▸ YOUR GOAL
A single number is expected: the count of lines in the records below that contain "must".

▸ DATA FOR THE TASK
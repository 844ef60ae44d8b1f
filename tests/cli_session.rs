//! 메모리 입출력으로 CLI 대화 흐름을 검증한다.
use std::fs;
use std::io::Cursor;

use brix_sugar_calculator::app::{self, AppError};
use brix_sugar_calculator::config::{self, Config, UnitSystem};
use brix_sugar_calculator::form::FormOutcome;
use brix_sugar_calculator::i18n::Translator;
use brix_sugar_calculator::ui_cli::{self, Console, MenuChoice};
use brix_sugar_calculator::units::MassUnit;

fn console(input: &str) -> Console<Cursor<Vec<u8>>, Vec<u8>> {
    Console::new(Cursor::new(input.as_bytes().to_vec()), Vec::new())
}

fn output(con: Console<Cursor<Vec<u8>>, Vec<u8>>) -> String {
    String::from_utf8(con.into_output()).expect("utf-8 output")
}

#[test]
fn menu_retries_on_invalid_selection() {
    let tr = Translator::new("en");
    let mut con = console("9\nabc\n2\n");
    let choice = ui_cli::main_menu(&mut con, &tr).unwrap();
    assert_eq!(choice, MenuChoice::Methodology);
    let out = output(con);
    assert_eq!(out.matches("Invalid input. Please try again.").count(), 2);
}

#[test]
fn closed_input_exits_menu() {
    let tr = Translator::new("en");
    let mut con = console("");
    assert_eq!(ui_cli::main_menu(&mut con, &tr).unwrap(), MenuChoice::Exit);
}

#[test]
fn empty_answers_use_worked_example_defaults() {
    let tr = Translator::new("en");
    let cfg = Config::default();
    let mut con = console("\n\n\n");
    let outcome = ui_cli::handle_sugar_calculation(&mut con, &tr, &cfg, None).unwrap();
    assert!(matches!(outcome, FormOutcome::Success(_)));
    let out = output(con);
    assert!(out.contains("Sugar to add: 1.667 kg"), "{out}");
    assert!(out.contains("Resulting °Brix: 10.00 °Bx"), "{out}");
}

#[test]
fn non_numeric_answer_is_asked_again() {
    let tr = Translator::new("en");
    let cfg = Config::default();
    let mut con = console("lots\n100\n5\n12\n");
    ui_cli::handle_sugar_calculation(&mut con, &tr, &cfg, None).unwrap();
    let out = output(con);
    assert!(out.contains("Please enter a number."));
    assert!(out.contains("Sugar to add: 7.955 kg"), "{out}");
}

#[test]
fn invalid_order_prints_error_without_metric() {
    let tr = Translator::new("es");
    let cfg = Config::default();
    let mut con = console("50\n10\n7\n");
    let outcome = ui_cli::handle_sugar_calculation(&mut con, &tr, &cfg, None).unwrap();
    assert!(outcome.metric().is_none());
    let out = output(con);
    assert!(out.contains("Error: El °Brix final debe ser mayor que el °Brix inicial."));
    assert!(!out.contains("Azúcar a agregar:"));
}

#[test]
fn one_shot_prints_only_on_success() {
    let tr = Translator::new("en");
    let cfg = Config::default();

    let mut con = console("");
    let outcome = app::run_once(&cfg, &tr, &mut con, Some(100.0), Some(5.0), Some(12.0), None).unwrap();
    assert!(outcome.metric().is_some());
    assert!(output(con).contains("Sugar to add: 7.955 kg"));

    let mut con = console("");
    let outcome = app::run_once(&cfg, &tr, &mut con, None, Some(7.0), Some(7.0), None).unwrap();
    assert!(outcome.error().is_some());
    assert!(output(con).is_empty());
}

#[test]
fn settings_switch_language_and_units() {
    let tr = Translator::new("en");
    let mut cfg = Config::default();
    let mut con = console("2\n1\nes\n");
    let new_tr = ui_cli::handle_settings(&mut con, &tr, &mut cfg).unwrap();
    assert_eq!(cfg.default_units.mass.symbol(), "lb");
    assert_eq!(cfg.display_decimals, 1);
    assert_eq!(cfg.language, "es");
    assert_eq!(new_tr.map(|t| t.language_code()), Some("es"));
}

#[test]
fn full_session_runs_methodology_then_exits() {
    let tr = Translator::new("en");
    let mut cfg = Config::default();
    let mut con = console("2\n1\n\n\n\n0\n");
    app::run(&mut cfg, &tr, &mut con, None).unwrap();
    let out = output(con);
    assert!(out.contains("M_sugar = M_pulp × (Brix_final − Brix_initial) / (100 − Brix_final)"));
    assert!(out.contains("Sugar to add: 1.667 kg"));
    assert!(out.ends_with("Exiting application.\n"));
}

#[test]
fn unit_flag_applies_to_entry_but_is_not_saved() {
    let dir = std::env::temp_dir().join(format!("brix_cli_unit_{}", std::process::id()));
    let _ = fs::remove_dir_all(&dir);
    fs::create_dir_all(&dir).unwrap();
    let path = dir.join("config.toml");
    let mut cfg = config::load_or_default_at(&path).unwrap();
    let tr = Translator::new("en");

    // 설정은 그대로 두고 저장, 그다음 기본값으로 계산
    let mut con = console("3\n\n\n\n1\n\n\n\n0\n");
    app::run(&mut cfg, &tr, &mut con, Some(MassUnit::Gram)).unwrap();
    let out = output(con);
    assert!(out.contains("Sugar to add: 1666.667 g"), "{out}");

    let again = config::load_or_default_at(&path).unwrap();
    assert_eq!(again.unit_system, UnitSystem::Metric);
    assert_eq!(again.default_units.mass, MassUnit::Kilogram);
    let _ = fs::remove_dir_all(&dir);
}

#[test]
fn one_shot_mass_is_read_in_override_unit() {
    let tr = Translator::new("en");
    let cfg = Config::default();
    let mut con = console("");
    let outcome = app::run_once(
        &cfg,
        &tr,
        &mut con,
        Some(50_000.0),
        Some(7.0),
        Some(10.0),
        Some(MassUnit::Gram),
    )
    .unwrap();
    let metric = outcome.metric().unwrap();
    assert!((metric.sugar_mass_kg - 1.5 / 0.9).abs() < 1e-9);
    assert_eq!(metric.display, "1666.667 g");
    assert_eq!(cfg.default_units.mass, MassUnit::Kilogram);
}

#[test]
fn picking_units_in_settings_replaces_unit_flag() {
    let dir = std::env::temp_dir().join(format!("brix_cli_pick_{}", std::process::id()));
    let _ = fs::remove_dir_all(&dir);
    fs::create_dir_all(&dir).unwrap();
    let mut cfg = config::load_or_default_at(dir.join("config.toml")).unwrap();
    let tr = Translator::new("en");

    let mut con = console("3\n2\n\n\n1\n100\n5\n12\n0\n");
    app::run(&mut cfg, &tr, &mut con, Some(MassUnit::Gram)).unwrap();
    let out = output(con);
    assert!(out.contains("Sugar to add: 7.955 lb"), "{out}");
    let _ = fs::remove_dir_all(&dir);
}

#[test]
fn top_level_errors_carry_localized_prefix() {
    let tr = Translator::new("ko");
    let line = app::error_line(&tr, &AppError::InputClosed);
    assert_eq!(line, "오류: input closed before a value was entered");
}
use serde::{Deserialize, Serialize};
use thiserror::Error;

/// 당도를 조정할 펄프 배치. 질량 단위는 kg이다.
#[derive(Debug, Clone, Copy, PartialEq, Serialize, Deserialize)]
pub struct PulpBatch {
    pub mass_kg: f64,
}

impl PulpBatch {
    pub fn new(mass_kg: f64) -> Self {
        Self { mass_kg }
    }
}

/// °Brix 측정값(질량 백분율, 관례상 0~100).
#[derive(Debug, Clone, Copy, PartialEq, Serialize, Deserialize)]
pub struct BrixReading {
    pub percent: f64,
}

impl BrixReading {
    pub fn new(percent: f64) -> Self {
        Self { percent }
    }

    /// 백분율을 소수(0~1)로 바꾼다.
    pub fn fraction(&self) -> f64 {
        self.percent / 100.0
    }
}

/// 추가해야 할 설탕 질량 [kg].
#[derive(Debug, Clone, Copy, PartialEq, Serialize, Deserialize)]
pub struct SugarAdjustmentResult {
    pub mass_kg: f64,
}

/// 계산 전제 조건 위반.
#[derive(Debug, Clone, Copy, PartialEq, Error)]
pub enum ValidationError {
    /// 목표 °Brix가 초기 °Brix보다 크지 않음
    #[error("final concentration must exceed initial concentration (initial {initial} °Bx, final {target} °Bx)")]
    TargetNotAboveInitial { initial: f64, target: f64 },
    /// 목표 °Brix가 100% 이상이면 분모(1 - c2)가 0 이하가 된다
    #[error("final concentration must be below 100% (final {target} °Bx)")]
    TargetNotBelowPureSugar { target: f64 },
}

/// 고형분 수지로 추가할 설탕 질량을 계산한다.
///
/// `m_pulp * c1 + m_sugar = (m_pulp + m_sugar) * c2` 를 풀면
/// `m_sugar = m_pulp * (c2 - c1) / (1 - c2)` 이고, 설탕은 100% 고형분으로 본다.
///
/// - `brix_final <= brix_initial` 이면 [`ValidationError::TargetNotAboveInitial`]
/// - `brix_final >= 100` 이면 [`ValidationError::TargetNotBelowPureSugar`]
///
/// 펄프 질량의 양수 여부와 °Brix 범위(0~100)는 입력 계층에서 검사한다.
/// 결과는 반올림하지 않는다.
#[allow(clippy::neg_cmp_op_on_partial_ord)]
pub fn compute(mass_pulp: f64, brix_initial: f64, brix_final: f64) -> Result<f64, ValidationError> {
    // NaN 도 여기서 걸러진다
    if !(brix_final > brix_initial) {
        return Err(ValidationError::TargetNotAboveInitial {
            initial: brix_initial,
            target: brix_final,
        });
    }
    if brix_final >= 100.0 {
        return Err(ValidationError::TargetNotBelowPureSugar { target: brix_final });
    }
    let c1 = brix_initial / 100.0;
    let c2 = brix_final / 100.0;
    Ok((mass_pulp * (c2 - c1)) / (1.0 - c2))
}

/// [`compute`]의 타입 버전.
pub fn sugar_to_add(
    batch: PulpBatch,
    initial: BrixReading,
    target: BrixReading,
) -> Result<SugarAdjustmentResult, ValidationError> {
    let mass_kg = compute(batch.mass_kg, initial.percent, target.percent)?;
    Ok(SugarAdjustmentResult { mass_kg })
}

#[cfg(test)]
mod tests {
    use super::*;

    #[test]
    fn worked_example_fifty_kilograms() {
        let sugar = compute(50.0, 7.0, 10.0).unwrap();
        assert!((sugar - 1.5 / 0.9).abs() < 1e-12, "sugar={sugar}");
    }

    #[test]
    fn nan_target_is_rejected() {
        assert!(matches!(
            compute(50.0, 7.0, f64::NAN),
            Err(ValidationError::TargetNotAboveInitial { .. })
        ));
    }

    #[test]
    fn ordering_is_checked_before_saturation() {
        // 둘 다 위반이면 순서 오류를 먼저 보고한다
        let err = compute(10.0, 100.0, 100.0).unwrap_err();
        assert!(matches!(err, ValidationError::TargetNotAboveInitial { .. }));
    }

    #[test]
    fn typed_wrapper_matches_scalar() {
        let res = sugar_to_add(
            PulpBatch::new(100.0),
            BrixReading::new(5.0),
            BrixReading::new(12.0),
        )
        .unwrap();
        assert_eq!(res.mass_kg, compute(100.0, 5.0, 12.0).unwrap());
    }
}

▸ RESPONSE BELOW
2